HOW TO COMPLETE THIS TASK — Find the word "Conjunctive" in the listing, and copy out each line where it turns up.

INFORMATION SHOWN —
================================
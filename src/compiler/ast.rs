use std::fmt;
use std::str::FromStr;
use std::sync::Arc;

use regex::Regex;

use crate::engine::constants::*;
use crate::error::HearstError;

/// Matcher for string or regex values
#[derive(Debug, Clone)]
pub enum Matcher {
    String(String),
    /// Regex matched against the whole value
    Regex { pattern: String, regex: Arc<Regex> },
}

impl Matcher {
    /// Create a string matcher
    pub fn string(s: impl Into<String>) -> Self {
        Matcher::String(s.into())
    }

    /// Create a regex matcher. The pattern is anchored at both ends.
    pub fn try_regex(pattern: impl Into<String>) -> Result<Self, regex::Error> {
        let pattern = pattern.into();
        let regex = Regex::new(&format!("^(?:{})$", pattern))?;
        Ok(Matcher::Regex { pattern, regex: Arc::new(regex) })
    }

    /// Check if a value matches this matcher
    pub fn matches(&self, value: &str) -> bool {
        match self {
            Matcher::String(s) => value == s,
            Matcher::Regex { regex, .. } => regex.is_match(value),
        }
    }

    /// Get the pattern string (for both String and Regex variants)
    pub fn pattern_str(&self) -> &str {
        match self {
            Matcher::String(s) => s,
            Matcher::Regex { pattern, .. } => pattern,
        }
    }
}

/// Token attribute a constraint can test
#[derive(Debug, Clone, Copy, PartialEq, Eq, Hash)]
pub enum TokenField {
    Word,
    Lower,
    Lemma,
    Pos,
    Tag,
    Dep,
}

impl FromStr for TokenField {
    type Err = HearstError;

    fn from_str(name: &str) -> Result<Self, Self::Err> {
        match name {
            FIELD_WORD => Ok(TokenField::Word),
            FIELD_LOWER => Ok(TokenField::Lower),
            FIELD_LEMMA => Ok(TokenField::Lemma),
            FIELD_POS => Ok(TokenField::Pos),
            FIELD_TAG => Ok(TokenField::Tag),
            FIELD_DEP => Ok(TokenField::Dep),
            other => Err(HearstError::UnknownField(other.to_string())),
        }
    }
}

impl fmt::Display for TokenField {
    fn fmt(&self, f: &mut fmt::Formatter<'_>) -> fmt::Result {
        let name = match self {
            TokenField::Word => FIELD_WORD,
            TokenField::Lower => FIELD_LOWER,
            TokenField::Lemma => FIELD_LEMMA,
            TokenField::Pos => FIELD_POS,
            TokenField::Tag => FIELD_TAG,
            TokenField::Dep => FIELD_DEP,
        };
        f.write_str(name)
    }
}

/// Anything that can answer token attribute lookups
pub trait TokenFields {
    fn field(&self, field: TokenField) -> &str;
}

/// Constraints for token matching
#[derive(Debug, Clone)]
pub enum Constraint {
    Wildcard,
    Field { field: TokenField, matcher: Matcher },
    Negated(Box<Constraint>),
    Conjunctive(Vec<Constraint>),
    Disjunctive(Vec<Constraint>),
}

impl Constraint {
    /// Check if a token matches this constraint
    pub fn matches<T: TokenFields + ?Sized>(&self, token: &T) -> bool {
        match self {
            Constraint::Wildcard => true,
            Constraint::Field { field, matcher } => matcher.matches(token.field(*field)),
            Constraint::Negated(inner) => !inner.matches(token),
            Constraint::Conjunctive(constraints) => constraints.iter().all(|c| c.matches(token)),
            Constraint::Disjunctive(constraints) => constraints.iter().any(|c| c.matches(token)),
        }
    }
}

/// Token-sequence patterns
#[derive(Debug, Clone)]
pub enum Pattern {
    Constraint(Constraint),
    Disjunctive(Vec<Pattern>),
    Concatenated(Vec<Pattern>),
    NamedCapture { name: String, pattern: Box<Pattern> },
    /// Greedy repetition of `pattern`, between `min` and `max` times
    Repetition { pattern: Box<Pattern>, min: usize, max: Option<usize> },
}

impl Pattern {
    /// Names of every capture in the pattern, in left-to-right order
    pub fn capture_names(&self) -> Vec<&str> {
        let mut names = Vec::new();
        self.collect_capture_names(&mut names);
        names
    }

    fn collect_capture_names<'a>(&'a self, names: &mut Vec<&'a str>) {
        match self {
            Pattern::Constraint(_) => {}
            Pattern::Disjunctive(patterns) | Pattern::Concatenated(patterns) => {
                for pattern in patterns {
                    pattern.collect_capture_names(names);
                }
            }
            Pattern::NamedCapture { name, pattern } => {
                names.push(name);
                pattern.collect_capture_names(names);
            }
            Pattern::Repetition { pattern, .. } => pattern.collect_capture_names(names),
        }
    }
}
use pest::Parser;

use crate::compiler::ast::Pattern;
use crate::compiler::pest_parser::{build_ast, PatternGrammar, Rule};
use crate::error::{HearstError, Result};

/// Parser for the token-pattern language
#[derive(Debug, Clone, Copy, Default)]
pub struct QueryParser;

impl QueryParser {
    pub fn new() -> Self {
        Self
    }

    pub fn parse_query(&self, query: &str) -> Result<Pattern> {
        let mut pairs = PatternGrammar::parse(Rule::query, query).map_err(|e| {
            HearstError::PatternParse {
                query: query.to_string(),
                message: e.to_string(),
            }
        })?;

        let first_pair = pairs.next().ok_or_else(|| HearstError::PatternParse {
            query: query.to_string(),
            message: "empty parse result".to_string(),
        })?;

        build_ast(first_pair)
    }
}

#[cfg(test)]
mod tests {
    use super::*;
    use crate::compiler::ast::{Constraint, Matcher, TokenField};

    fn parse(query: &str) -> Pattern {
        QueryParser::new()
            .parse_query(query)
            .unwrap_or_else(|e| panic!("failed to parse {:?}: {}", query, e))
    }

    // ==================== Valid Query Tests ====================

    #[test]
    fn test_parse_simple_field_constraint() {
        match parse("[lemma=such]") {
            Pattern::Constraint(Constraint::Field { field, matcher: Matcher::String(value) }) => {
                assert_eq!(field, TokenField::Lemma);
                assert_eq!(value, "such");
            }
            other => panic!("Expected Field constraint, got {:?}", other),
        }
    }

    #[test]
    fn test_parse_wildcard_constraint() {
        assert!(matches!(parse("[]"), Pattern::Constraint(Constraint::Wildcard)));
    }

    #[test]
    fn test_parse_regex_and_quoted_values() {
        match parse(r#"[pos=/NOUN|PROPN/ & !word=","]"#) {
            Pattern::Constraint(Constraint::Conjunctive(parts)) => {
                assert_eq!(parts.len(), 2);
                match &parts[0] {
                    Constraint::Field { matcher, .. } => {
                        assert!(matcher.matches("PROPN"));
                        assert!(!matcher.matches("VERB"));
                    }
                    other => panic!("Expected regex field, got {:?}", other),
                }
                match &parts[1] {
                    Constraint::Negated(inner) => match inner.as_ref() {
                        Constraint::Field { matcher: Matcher::String(value), .. } => assert_eq!(value, ","),
                        other => panic!("Expected quoted field, got {:?}", other),
                    },
                    other => panic!("Expected negation, got {:?}", other),
                }
            }
            other => panic!("Expected conjunction, got {:?}", other),
        }
    }

    #[test]
    fn test_parse_constraint_disjunction_with_parens() {
        match parse("[(lemma=and | lemma=or) & pos=CCONJ]") {
            Pattern::Constraint(Constraint::Conjunctive(parts)) => {
                assert!(matches!(parts[0], Constraint::Disjunctive(_)));
            }
            other => panic!("Expected conjunction, got {:?}", other),
        }
    }

    #[test]
    fn test_parse_named_capture_sequence() {
        let pattern = parse("(?<hypernym> [pos=NOUN]) [lemma=such] [lemma=as] (?<hyponym> [pos=NOUN])");
        match &pattern {
            Pattern::Concatenated(steps) => assert_eq!(steps.len(), 4),
            other => panic!("Expected sequence, got {:?}", other),
        }
        assert_eq!(pattern.capture_names(), vec!["hypernym", "hyponym"]);
    }

    #[test]
    fn test_parse_quantifiers() {
        for (query, expected_min, expected_max) in [
            ("[pos=PUNCT]?", 0, Some(1)),
            ("[pos=ADJ]*", 0, None),
            ("[pos=NOUN]+", 1, None),
            ("[]{2}", 2, Some(2)),
            ("[]{1,}", 1, None),
            ("[]{0,3}", 0, Some(3)),
        ] {
            match parse(query) {
                Pattern::Repetition { min, max, .. } => {
                    assert_eq!(min, expected_min, "{}", query);
                    assert_eq!(max, expected_max, "{}", query);
                }
                other => panic!("Expected repetition for {}, got {:?}", query, other),
            }
        }
    }

    #[test]
    fn test_parse_group_alternation() {
        match parse("[lemma=such] ([lemma=as] | [lemma=like])") {
            Pattern::Concatenated(steps) => assert!(matches!(steps[1], Pattern::Disjunctive(_))),
            other => panic!("Expected sequence, got {:?}", other),
        }
    }

    #[test]
    fn test_parse_bare_value_with_dots() {
        match parse("[lower=e.g.]") {
            Pattern::Constraint(Constraint::Field { matcher: Matcher::String(value), .. }) => {
                assert_eq!(value, "e.g.");
            }
            other => panic!("Expected Field constraint, got {:?}", other),
        }
    }

    // ==================== Invalid Query Tests ====================

    #[test]
    fn test_parse_errors_are_reported() {
        let parser = QueryParser::new();
        assert!(matches!(parser.parse_query(""), Err(HearstError::PatternParse { .. })));
        assert!(matches!(parser.parse_query("[lemma=such"), Err(HearstError::PatternParse { .. })));
        assert!(matches!(parser.parse_query("[colour=red]"), Err(HearstError::UnknownField(_))));
        assert!(matches!(parser.parse_query("[word=/(/]"), Err(HearstError::InvalidRegex { .. })));
        assert!(matches!(parser.parse_query("[]{3,1}"), Err(HearstError::PatternParse { .. })));
    }
}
================================
EXERCISE SOLUTION —
    Conjunctive(Vec<Constraint>),
            Constraint::Conjunctive(constraints) => constraints.iter().all(|c| c.matches(token)),
            Pattern::Constraint(Constraint::Conjunctive(parts)) => {
            Pattern::Constraint(Constraint::Conjunctive(parts)) => {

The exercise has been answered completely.